Work required: Lines from the records below that contain the word "impl" are to be copied out.

(Entries shown begins)

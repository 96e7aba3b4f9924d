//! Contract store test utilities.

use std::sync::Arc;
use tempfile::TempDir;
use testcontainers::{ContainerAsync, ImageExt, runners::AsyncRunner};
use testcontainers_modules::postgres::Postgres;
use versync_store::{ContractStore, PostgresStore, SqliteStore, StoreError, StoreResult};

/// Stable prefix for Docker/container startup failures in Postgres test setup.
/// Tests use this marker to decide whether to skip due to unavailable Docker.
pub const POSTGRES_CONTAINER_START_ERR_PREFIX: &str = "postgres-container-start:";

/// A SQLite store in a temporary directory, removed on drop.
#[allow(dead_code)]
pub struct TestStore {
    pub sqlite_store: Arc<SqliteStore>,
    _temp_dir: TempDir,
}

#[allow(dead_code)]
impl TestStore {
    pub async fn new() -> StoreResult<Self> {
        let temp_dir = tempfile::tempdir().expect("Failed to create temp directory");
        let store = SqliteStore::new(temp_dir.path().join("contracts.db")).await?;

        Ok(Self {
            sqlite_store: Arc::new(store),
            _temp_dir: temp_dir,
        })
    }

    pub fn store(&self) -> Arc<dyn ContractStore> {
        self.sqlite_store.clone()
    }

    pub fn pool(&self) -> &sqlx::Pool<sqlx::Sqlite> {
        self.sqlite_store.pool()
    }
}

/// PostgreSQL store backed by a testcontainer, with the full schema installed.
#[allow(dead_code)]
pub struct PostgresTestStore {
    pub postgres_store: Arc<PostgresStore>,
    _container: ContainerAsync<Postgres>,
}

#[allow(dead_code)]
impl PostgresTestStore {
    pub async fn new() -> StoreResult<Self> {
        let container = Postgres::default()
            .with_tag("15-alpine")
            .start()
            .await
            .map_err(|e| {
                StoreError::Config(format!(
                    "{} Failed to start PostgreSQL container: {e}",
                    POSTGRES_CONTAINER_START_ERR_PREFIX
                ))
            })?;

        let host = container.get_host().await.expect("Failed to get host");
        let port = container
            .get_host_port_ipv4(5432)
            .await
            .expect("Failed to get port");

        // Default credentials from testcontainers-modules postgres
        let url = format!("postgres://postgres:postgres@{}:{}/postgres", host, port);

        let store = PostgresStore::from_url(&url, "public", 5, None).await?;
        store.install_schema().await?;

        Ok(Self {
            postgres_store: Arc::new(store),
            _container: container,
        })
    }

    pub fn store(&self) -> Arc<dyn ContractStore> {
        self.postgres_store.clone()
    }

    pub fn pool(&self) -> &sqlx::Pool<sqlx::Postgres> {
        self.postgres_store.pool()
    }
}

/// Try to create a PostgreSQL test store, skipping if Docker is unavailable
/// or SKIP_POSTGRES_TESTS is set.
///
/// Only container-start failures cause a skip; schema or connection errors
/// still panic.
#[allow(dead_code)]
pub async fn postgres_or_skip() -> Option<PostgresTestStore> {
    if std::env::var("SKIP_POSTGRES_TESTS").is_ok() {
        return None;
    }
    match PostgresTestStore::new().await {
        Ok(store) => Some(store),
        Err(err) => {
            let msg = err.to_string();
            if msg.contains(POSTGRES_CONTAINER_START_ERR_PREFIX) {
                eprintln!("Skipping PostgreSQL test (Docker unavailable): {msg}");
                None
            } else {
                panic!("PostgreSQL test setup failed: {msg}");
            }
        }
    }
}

(Entries shown ends)
(Entries shown begins)

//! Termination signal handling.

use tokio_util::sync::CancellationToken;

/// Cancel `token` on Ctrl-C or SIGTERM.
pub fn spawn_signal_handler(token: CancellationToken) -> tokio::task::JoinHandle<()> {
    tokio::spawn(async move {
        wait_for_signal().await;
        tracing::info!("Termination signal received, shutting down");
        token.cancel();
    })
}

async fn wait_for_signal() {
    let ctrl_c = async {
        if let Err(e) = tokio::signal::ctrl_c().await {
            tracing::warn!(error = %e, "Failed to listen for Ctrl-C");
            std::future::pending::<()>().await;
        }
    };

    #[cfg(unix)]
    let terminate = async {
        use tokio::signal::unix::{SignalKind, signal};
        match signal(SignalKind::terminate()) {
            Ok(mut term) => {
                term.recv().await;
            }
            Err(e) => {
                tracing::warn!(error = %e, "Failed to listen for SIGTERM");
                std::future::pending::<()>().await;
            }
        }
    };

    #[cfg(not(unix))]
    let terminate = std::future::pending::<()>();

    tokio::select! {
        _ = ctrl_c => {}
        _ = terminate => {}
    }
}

(Entries shown ends)

Written response:
impl TestStore {
impl PostgresTestStore {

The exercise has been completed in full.